- TASK BRIEF:
Check every line below for the word "AttestedProfile" and copy the ones that have it.

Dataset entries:
+---+

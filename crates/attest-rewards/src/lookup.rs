use crate::error::{Result, RewardError};
use attest_storage::LedgerReader;
use attest_types::{
    Address, AttestationPayload, AttestationRecord, DeviceAddress, UnitId, UserId, ATTESTATION_APP,
};
use serde::{Deserialize, Serialize};
use std::collections::BTreeMap;
use tracing::{debug, info};

/// An attested user credited with bringing in a new user.
#[derive(Debug, Clone, PartialEq, Eq, Serialize, Deserialize)]
pub struct ReferrerInfo {
    pub user_id: UserId,
    pub user_address: Address,
    pub device_address: DeviceAddress,
    pub forum_user_id: u64,
}

/// Check that an attestation row is internally consistent and extract the
/// referrer it describes. Any mismatch means corrupted data.
pub(crate) fn validate_attestation(
    record: &AttestationRecord,
    expected_address: &Address,
) -> Result<ReferrerInfo> {
    let malformed = |reason: String| RewardError::MalformedAttestation {
        unit: record.attestation_unit.to_hex(),
        reason,
    };

    if record.app != ATTESTATION_APP {
        return Err(malformed(format!("unexpected app {}", record.app)));
    }
    if &record.address != expected_address || record.user_address != record.address {
        return Err(malformed(format!(
            "different addresses: attested {}, session {}, expected {}",
            record.address, record.user_address, expected_address
        )));
    }

    let payload = AttestationPayload::parse(&record.payload)
        .map_err(|e| malformed(format!("unparsable payload: {}", e)))?;
    if payload.address != record.address {
        return Err(malformed(format!(
            "payload address {} differs from attested {}",
            payload.address, record.address
        )));
    }
    let user_id = payload
        .profile
        .user_id
        .ok_or_else(|| malformed("no user_id in profile".to_string()))?;

    Ok(ReferrerInfo {
        user_id,
        user_address: record.user_address.clone(),
        device_address: record.device_address.clone(),
        forum_user_id: record.forum_user_id,
    })
}

/// Pick the attested ancestor with the highest main-chain index.
///
/// Attestations paid for by `payment_unit` are ignored. Equal indices go to
/// the lexicographically smallest address. A winner on `referred_device` is
/// not a referrer.
pub async fn find_best_attested_ancestor(
    ledger: &dyn LedgerReader,
    attestor: &Address,
    candidates: &BTreeMap<Address, u64>,
    payment_unit: &UnitId,
    referred_device: &DeviceAddress,
) -> Result<Option<ReferrerInfo>> {
    if candidates.is_empty() {
        return Ok(None);
    }

    let addresses: Vec<Address> = candidates.keys().cloned().collect();
    let records = ledger.lookup_attestations(&addresses, attestor).await?;

    let mut best: Option<(u64, &Address, ReferrerInfo)> = None;
    for record in records
        .iter()
        .filter(|r| r.payment_unit.as_ref() != Some(payment_unit))
    {
        let referrer = validate_attestation(record, &record.address)?;
        let Some(&mci) = candidates.get(&record.address) else {
            continue;
        };
        let better = match &best {
            None => true,
            Some((best_mci, best_address, _)) => {
                mci > *best_mci || (mci == *best_mci && &record.address < *best_address)
            }
        };
        if better {
            best = Some((mci, &record.address, referrer));
        }
    }

    let Some((mci, _, referrer)) = best else {
        debug!(payment_unit = %payment_unit, "No attested ancestors");
        return Ok(None);
    };

    if &referrer.device_address == referred_device {
        info!(
            payment_unit = %payment_unit,
            referrer = %referrer.user_address,
            "🚫 Ancestor is on the referred user's device"
        );
        return Ok(None);
    }

    info!(
        payment_unit = %payment_unit,
        referrer = %referrer.user_address,
        main_chain_index = mci,
        "🔗 Payment referrer found"
    );
    Ok(Some(referrer))
}

#[cfg(test)]
mod tests {
    use super::*;
    use attest_storage::MemoryLedger;
    use attest_types::{AttestedProfile, ProfileClaims};

    fn attestation(
        address: &Address,
        attestor: &Address,
        device: &DeviceAddress,
        payment_unit: Option<UnitId>,
    ) -> AttestationRecord {
        let profile = AttestedProfile {
            user_address: address.clone(),
            forum_user_id: 11,
            forum_username: "referrer".to_string(),
            rank: "Member".to_string(),
            rank_index: 3,
            activity: 50,
            posts: 80,
            is_public: true,
        };
        let (payload, _) = AttestationPayload::build(&profile, "salt");
        AttestationRecord {
            address: address.clone(),
            attestor_address: attestor.clone(),
            attestation_unit: UnitId::new(address.as_str().as_bytes()),
            app: ATTESTATION_APP.to_string(),
            payload: payload.to_json().unwrap(),
            user_address: address.clone(),
            device_address: device.clone(),
            forum_user_id: 11,
            payment_unit,
        }
    }

    #[tokio::test]
    async fn test_highest_mci_wins() {
        let ledger = MemoryLedger::new();
        let attestor = Address::derive(b"attestor");
        let a = Address::derive(b"a");
        let b = Address::derive(b"b");
        ledger.add_attestation(attestation(&a, &attestor, &DeviceAddress::derive(b"da"), None)).await;
        ledger.add_attestation(attestation(&b, &attestor, &DeviceAddress::derive(b"db"), None)).await;

        let candidates = BTreeMap::from([(a.clone(), 10), (b.clone(), 25)]);
        let best = find_best_attested_ancestor(
            &ledger,
            &attestor,
            &candidates,
            &UnitId::new(b"payment"),
            &DeviceAddress::derive(b"new-user"),
        )
        .await
        .unwrap()
        .unwrap();
        assert_eq!(best.user_address, b);
    }

    #[tokio::test]
    async fn test_tie_goes_to_smallest_address() {
        let ledger = MemoryLedger::new();
        let attestor = Address::derive(b"attestor");
        let a = Address::derive(b"a");
        let b = Address::derive(b"b");
        ledger.add_attestation(attestation(&a, &attestor, &DeviceAddress::derive(b"da"), None)).await;
        ledger.add_attestation(attestation(&b, &attestor, &DeviceAddress::derive(b"db"), None)).await;

        let candidates = BTreeMap::from([(a.clone(), 7), (b.clone(), 7)]);
        let best = find_best_attested_ancestor(
            &ledger,
            &attestor,
            &candidates,
            &UnitId::new(b"payment"),
            &DeviceAddress::derive(b"new-user"),
        )
        .await
        .unwrap()
        .unwrap();
        assert_eq!(best.user_address, std::cmp::min(a, b));
    }

    #[tokio::test]
    async fn test_excludes_current_payment_other_attestors_and_same_device() {
        let ledger = MemoryLedger::new();
        let attestor = Address::derive(b"attestor");
        let payment = UnitId::new(b"payment");
        let device = DeviceAddress::derive(b"shared-device");

        let paid_by_this = Address::derive(b"paid");
        let foreign = Address::derive(b"foreign");
        let same_device = Address::derive(b"same");
        ledger
            .add_attestation(attestation(&paid_by_this, &attestor, &DeviceAddress::derive(b"x"), Some(payment)))
            .await;
        ledger
            .add_attestation(attestation(&foreign, &Address::derive(b"other"), &DeviceAddress::derive(b"y"), None))
            .await;
        ledger
            .add_attestation(attestation(&same_device, &attestor, &device, None))
            .await;

        let candidates = BTreeMap::from([
            (paid_by_this, 50),
            (foreign, 40),
            (same_device, 30),
        ]);
        let best = find_best_attested_ancestor(&ledger, &attestor, &candidates, &payment, &device)
            .await
            .unwrap();
        assert!(best.is_none());
    }

    #[tokio::test]
    async fn test_payload_mismatch_is_fatal() {
        let ledger = MemoryLedger::new();
        let attestor = Address::derive(b"attestor");
        let a = Address::derive(b"a");
        let mut record = attestation(&a, &attestor, &DeviceAddress::derive(b"da"), None);
        let other = AttestationPayload {
            address: Address::derive(b"someone-else"),
            profile: ProfileClaims {
                user_id: Some(UserId::new("u").unwrap()),
                fields: BTreeMap::new(),
            },
        };
        record.payload = other.to_json().unwrap();
        ledger.add_attestation(record).await;

        let err = find_best_attested_ancestor(
            &ledger,
            &attestor,
            &BTreeMap::from([(a, 1)]),
            &UnitId::new(b"payment"),
            &DeviceAddress::derive(b"new-user"),
        )
        .await
        .unwrap_err();
        assert!(err.is_fatal());
    }

    #[test]
    fn test_missing_user_id_is_fatal() {
        let attestor = Address::derive(b"attestor");
        let a = Address::derive(b"a");
        let mut record = attestation(&a, &attestor, &DeviceAddress::derive(b"da"), None);
        record.payload = serde_json::json!({ "address": a.as_str(), "profile": {} }).to_string();
        assert!(matches!(
            validate_attestation(&record, &a),
            Err(RewardError::MalformedAttestation { .. })
        ));
    }
}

+---+

- SOLUTION BELOW:
    use attest_types::{AttestedProfile, ProfileClaims};
        let profile = AttestedProfile {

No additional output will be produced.